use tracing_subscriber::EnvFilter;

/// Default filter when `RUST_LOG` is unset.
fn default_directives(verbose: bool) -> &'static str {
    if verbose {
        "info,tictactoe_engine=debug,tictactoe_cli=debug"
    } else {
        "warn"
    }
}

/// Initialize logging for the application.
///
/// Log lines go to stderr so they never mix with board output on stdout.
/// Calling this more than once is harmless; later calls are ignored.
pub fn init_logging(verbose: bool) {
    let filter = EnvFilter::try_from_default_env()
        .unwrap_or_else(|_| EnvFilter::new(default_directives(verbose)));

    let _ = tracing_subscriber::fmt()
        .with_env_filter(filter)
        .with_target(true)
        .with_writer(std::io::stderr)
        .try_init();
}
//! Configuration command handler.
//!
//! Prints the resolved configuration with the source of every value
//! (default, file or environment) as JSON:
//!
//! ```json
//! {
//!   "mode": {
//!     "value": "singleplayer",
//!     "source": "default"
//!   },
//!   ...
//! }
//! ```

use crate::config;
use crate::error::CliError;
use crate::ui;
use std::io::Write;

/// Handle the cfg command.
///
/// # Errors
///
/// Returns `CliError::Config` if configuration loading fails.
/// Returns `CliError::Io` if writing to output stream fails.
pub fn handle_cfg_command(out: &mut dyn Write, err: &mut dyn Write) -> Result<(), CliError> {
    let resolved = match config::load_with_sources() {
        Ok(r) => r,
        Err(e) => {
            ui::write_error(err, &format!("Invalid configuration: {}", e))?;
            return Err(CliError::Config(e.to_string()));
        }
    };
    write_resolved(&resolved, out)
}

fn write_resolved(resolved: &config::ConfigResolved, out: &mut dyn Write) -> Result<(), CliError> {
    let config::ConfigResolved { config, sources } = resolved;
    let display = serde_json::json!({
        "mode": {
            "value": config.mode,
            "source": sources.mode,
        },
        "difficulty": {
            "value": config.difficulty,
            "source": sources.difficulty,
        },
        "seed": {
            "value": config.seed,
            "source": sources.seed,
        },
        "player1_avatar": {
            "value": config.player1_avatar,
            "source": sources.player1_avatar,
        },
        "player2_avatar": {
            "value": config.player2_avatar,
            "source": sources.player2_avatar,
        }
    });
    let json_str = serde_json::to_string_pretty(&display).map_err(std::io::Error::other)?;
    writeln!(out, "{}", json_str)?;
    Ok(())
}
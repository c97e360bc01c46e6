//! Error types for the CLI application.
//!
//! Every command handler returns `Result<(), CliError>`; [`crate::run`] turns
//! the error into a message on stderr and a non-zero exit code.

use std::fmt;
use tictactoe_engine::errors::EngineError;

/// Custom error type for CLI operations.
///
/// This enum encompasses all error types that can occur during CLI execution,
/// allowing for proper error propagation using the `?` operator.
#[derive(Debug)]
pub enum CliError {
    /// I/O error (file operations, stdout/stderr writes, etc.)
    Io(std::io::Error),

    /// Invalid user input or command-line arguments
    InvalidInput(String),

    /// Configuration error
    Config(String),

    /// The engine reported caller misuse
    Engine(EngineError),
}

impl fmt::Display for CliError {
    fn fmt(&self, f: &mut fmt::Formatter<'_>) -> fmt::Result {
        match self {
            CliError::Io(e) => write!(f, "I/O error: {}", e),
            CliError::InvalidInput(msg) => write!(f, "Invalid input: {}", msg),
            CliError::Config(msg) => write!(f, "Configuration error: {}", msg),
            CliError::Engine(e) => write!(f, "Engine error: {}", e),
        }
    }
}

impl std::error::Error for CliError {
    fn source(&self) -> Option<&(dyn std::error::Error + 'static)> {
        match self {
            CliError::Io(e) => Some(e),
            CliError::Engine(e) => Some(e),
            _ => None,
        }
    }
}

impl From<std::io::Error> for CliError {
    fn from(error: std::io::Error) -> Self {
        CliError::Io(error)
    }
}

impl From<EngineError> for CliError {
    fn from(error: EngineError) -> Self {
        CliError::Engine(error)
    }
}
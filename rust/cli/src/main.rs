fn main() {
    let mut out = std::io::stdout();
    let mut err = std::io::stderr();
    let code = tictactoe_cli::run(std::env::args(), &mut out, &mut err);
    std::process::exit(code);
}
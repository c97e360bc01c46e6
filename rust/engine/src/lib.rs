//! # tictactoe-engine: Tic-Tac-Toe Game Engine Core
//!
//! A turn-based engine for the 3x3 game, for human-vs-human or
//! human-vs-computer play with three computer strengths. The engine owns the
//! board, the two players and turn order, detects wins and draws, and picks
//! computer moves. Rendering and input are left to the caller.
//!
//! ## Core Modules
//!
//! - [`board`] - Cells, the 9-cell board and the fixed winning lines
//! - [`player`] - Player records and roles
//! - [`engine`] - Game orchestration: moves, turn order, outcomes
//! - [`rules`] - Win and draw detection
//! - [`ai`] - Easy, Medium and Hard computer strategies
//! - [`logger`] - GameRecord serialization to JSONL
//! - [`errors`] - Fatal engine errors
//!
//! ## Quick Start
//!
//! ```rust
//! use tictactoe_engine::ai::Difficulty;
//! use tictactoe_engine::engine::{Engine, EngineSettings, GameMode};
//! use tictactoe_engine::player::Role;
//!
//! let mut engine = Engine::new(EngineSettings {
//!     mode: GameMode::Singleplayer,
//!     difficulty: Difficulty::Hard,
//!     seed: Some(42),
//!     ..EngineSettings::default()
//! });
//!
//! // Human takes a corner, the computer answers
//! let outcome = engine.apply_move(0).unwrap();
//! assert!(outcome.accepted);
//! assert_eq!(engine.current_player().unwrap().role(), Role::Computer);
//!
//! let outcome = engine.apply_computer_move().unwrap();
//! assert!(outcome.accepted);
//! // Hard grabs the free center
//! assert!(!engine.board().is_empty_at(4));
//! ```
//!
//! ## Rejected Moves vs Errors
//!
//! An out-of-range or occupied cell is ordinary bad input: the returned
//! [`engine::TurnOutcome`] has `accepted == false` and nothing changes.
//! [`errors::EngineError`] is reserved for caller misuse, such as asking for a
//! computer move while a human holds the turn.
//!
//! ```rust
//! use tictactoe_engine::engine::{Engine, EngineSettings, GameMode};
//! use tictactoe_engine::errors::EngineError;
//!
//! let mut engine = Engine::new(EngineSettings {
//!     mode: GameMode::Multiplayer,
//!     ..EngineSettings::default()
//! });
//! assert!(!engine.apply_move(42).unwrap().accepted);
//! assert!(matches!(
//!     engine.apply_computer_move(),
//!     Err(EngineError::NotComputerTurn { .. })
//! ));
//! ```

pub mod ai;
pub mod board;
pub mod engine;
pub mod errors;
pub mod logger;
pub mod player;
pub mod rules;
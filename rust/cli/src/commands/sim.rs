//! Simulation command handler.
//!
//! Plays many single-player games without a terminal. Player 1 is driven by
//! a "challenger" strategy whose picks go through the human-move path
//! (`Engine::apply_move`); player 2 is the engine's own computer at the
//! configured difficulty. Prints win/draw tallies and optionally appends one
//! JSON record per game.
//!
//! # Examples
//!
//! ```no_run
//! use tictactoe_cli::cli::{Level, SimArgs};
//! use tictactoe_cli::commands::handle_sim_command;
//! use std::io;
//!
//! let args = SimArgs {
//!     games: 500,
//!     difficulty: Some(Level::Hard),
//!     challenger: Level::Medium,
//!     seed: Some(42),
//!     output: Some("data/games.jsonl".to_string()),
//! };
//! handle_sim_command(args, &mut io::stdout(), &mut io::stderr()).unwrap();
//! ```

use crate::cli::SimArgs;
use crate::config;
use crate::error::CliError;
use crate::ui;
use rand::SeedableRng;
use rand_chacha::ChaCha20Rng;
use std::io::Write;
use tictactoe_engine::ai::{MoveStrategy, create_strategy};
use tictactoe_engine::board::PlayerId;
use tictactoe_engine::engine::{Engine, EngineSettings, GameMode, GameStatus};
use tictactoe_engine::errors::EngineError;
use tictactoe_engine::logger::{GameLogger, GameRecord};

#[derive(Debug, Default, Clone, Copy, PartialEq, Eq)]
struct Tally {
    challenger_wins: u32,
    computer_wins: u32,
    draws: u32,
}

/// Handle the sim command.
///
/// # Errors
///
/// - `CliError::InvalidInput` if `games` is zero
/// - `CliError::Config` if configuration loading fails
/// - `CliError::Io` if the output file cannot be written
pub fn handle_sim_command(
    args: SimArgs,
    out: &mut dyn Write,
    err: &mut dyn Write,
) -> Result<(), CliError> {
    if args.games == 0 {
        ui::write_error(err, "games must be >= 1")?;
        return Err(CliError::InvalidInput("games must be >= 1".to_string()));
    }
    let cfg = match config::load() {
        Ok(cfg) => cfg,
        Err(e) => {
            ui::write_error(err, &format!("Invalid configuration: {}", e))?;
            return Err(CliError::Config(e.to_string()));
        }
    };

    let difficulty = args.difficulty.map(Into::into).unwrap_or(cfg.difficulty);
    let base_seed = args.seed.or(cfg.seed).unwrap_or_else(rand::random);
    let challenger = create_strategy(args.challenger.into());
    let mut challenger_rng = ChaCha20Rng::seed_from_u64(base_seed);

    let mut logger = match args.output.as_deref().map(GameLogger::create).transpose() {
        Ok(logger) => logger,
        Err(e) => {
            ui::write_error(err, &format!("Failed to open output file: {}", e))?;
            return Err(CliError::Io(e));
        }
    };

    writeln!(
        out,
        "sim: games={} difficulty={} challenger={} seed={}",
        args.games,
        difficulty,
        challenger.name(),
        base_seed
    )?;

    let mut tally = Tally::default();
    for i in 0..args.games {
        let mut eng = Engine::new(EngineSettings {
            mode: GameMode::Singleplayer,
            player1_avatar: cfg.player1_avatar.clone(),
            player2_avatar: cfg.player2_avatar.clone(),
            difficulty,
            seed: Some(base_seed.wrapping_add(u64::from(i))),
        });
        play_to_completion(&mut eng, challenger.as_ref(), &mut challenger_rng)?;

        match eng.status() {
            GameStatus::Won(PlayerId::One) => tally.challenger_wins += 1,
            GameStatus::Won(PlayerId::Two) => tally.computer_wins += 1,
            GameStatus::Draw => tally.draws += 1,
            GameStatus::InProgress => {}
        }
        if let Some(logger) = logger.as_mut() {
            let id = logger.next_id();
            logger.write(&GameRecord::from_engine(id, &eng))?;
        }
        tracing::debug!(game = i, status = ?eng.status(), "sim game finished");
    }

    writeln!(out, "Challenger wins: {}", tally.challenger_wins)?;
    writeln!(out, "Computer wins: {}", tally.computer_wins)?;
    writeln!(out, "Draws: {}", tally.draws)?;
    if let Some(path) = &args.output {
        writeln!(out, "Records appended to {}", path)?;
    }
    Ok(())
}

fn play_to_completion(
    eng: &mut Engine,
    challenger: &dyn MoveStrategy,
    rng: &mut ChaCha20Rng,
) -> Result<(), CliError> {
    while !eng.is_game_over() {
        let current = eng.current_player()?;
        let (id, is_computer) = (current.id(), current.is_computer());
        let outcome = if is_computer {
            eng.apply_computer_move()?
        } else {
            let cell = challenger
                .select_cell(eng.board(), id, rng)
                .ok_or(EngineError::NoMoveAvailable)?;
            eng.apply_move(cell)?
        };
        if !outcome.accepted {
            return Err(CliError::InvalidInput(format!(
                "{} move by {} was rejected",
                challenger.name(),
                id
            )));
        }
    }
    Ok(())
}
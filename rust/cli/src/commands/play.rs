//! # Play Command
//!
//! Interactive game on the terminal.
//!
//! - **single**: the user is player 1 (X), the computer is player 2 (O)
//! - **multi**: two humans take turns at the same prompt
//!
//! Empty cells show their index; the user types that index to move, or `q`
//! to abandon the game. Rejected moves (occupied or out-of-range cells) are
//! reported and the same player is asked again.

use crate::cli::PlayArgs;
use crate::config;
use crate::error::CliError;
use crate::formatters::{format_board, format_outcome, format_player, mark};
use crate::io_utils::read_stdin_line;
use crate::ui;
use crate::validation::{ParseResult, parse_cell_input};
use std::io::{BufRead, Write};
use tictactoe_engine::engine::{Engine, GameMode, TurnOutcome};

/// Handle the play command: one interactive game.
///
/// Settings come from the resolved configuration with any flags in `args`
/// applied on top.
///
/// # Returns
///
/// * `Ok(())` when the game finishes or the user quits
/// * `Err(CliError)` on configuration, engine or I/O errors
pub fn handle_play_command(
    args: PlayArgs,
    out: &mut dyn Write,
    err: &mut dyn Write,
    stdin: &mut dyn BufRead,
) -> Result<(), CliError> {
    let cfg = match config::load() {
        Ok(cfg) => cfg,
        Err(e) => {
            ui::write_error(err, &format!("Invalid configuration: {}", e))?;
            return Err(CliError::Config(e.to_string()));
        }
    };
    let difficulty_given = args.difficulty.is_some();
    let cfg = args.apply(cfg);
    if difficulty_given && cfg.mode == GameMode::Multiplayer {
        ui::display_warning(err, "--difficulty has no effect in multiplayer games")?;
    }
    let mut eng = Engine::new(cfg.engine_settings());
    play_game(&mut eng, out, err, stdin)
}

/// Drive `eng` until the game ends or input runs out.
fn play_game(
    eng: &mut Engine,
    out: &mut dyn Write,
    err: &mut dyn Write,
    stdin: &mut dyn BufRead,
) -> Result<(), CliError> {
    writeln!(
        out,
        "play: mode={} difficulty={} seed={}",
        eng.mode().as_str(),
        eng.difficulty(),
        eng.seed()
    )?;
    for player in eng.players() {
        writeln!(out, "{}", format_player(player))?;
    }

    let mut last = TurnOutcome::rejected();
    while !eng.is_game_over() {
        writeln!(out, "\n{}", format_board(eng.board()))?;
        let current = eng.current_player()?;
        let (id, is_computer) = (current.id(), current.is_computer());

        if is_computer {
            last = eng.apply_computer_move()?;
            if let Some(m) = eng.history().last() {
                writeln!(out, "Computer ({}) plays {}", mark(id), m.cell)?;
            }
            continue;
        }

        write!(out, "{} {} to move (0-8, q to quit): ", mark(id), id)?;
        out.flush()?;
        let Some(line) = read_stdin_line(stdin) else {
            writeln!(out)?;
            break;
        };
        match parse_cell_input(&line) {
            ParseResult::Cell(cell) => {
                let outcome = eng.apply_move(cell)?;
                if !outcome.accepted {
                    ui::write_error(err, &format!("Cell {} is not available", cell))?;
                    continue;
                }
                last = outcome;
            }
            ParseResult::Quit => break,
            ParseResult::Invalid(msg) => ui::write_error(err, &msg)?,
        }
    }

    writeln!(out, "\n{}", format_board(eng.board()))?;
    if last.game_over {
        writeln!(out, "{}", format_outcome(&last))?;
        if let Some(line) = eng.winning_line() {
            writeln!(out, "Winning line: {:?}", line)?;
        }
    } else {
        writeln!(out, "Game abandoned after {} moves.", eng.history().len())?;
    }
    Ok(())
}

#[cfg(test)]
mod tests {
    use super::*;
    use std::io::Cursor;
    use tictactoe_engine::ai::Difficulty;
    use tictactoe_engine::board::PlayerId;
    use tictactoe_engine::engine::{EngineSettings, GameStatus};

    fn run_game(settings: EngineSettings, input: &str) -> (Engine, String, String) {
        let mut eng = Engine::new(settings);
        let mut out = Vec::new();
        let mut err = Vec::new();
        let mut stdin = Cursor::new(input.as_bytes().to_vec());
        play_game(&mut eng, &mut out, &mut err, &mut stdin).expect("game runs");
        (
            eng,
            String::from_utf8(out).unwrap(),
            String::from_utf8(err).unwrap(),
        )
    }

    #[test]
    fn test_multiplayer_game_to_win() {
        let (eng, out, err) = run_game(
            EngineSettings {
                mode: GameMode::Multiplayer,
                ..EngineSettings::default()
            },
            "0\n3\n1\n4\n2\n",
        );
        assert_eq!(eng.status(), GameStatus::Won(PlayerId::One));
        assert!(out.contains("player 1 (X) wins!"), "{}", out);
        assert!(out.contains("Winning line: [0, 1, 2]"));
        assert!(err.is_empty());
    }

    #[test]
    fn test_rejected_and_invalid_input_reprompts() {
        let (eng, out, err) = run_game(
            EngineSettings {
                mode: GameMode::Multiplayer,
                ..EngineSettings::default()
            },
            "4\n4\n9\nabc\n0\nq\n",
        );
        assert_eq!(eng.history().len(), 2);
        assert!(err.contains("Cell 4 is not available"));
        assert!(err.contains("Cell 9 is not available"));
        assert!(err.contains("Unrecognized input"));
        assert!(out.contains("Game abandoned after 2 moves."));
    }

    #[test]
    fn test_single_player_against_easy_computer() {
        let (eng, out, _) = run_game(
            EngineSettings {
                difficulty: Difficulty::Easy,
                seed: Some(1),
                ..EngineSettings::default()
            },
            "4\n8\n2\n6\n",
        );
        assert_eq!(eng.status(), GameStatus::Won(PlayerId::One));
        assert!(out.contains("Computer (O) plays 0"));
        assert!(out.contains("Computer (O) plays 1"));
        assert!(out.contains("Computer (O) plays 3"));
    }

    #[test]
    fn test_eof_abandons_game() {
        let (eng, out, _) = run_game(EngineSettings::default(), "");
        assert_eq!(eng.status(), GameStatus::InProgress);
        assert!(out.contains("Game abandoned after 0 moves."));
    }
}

****************************************

__What this task involves__
Take the entries above and return only the lines from the one with "let _ = tracing_subscriber::fmt()" to the one with "of every value", both included, unchanged.

__Answer to this problem__
    let _ = tracing_subscriber::fmt()
        .with_env_filter(filter)
        .with_target(true)
        .with_writer(std::io::stderr)
        .try_init();
}
//! Configuration command handler.
//!
//! Prints the resolved configuration with the source of every value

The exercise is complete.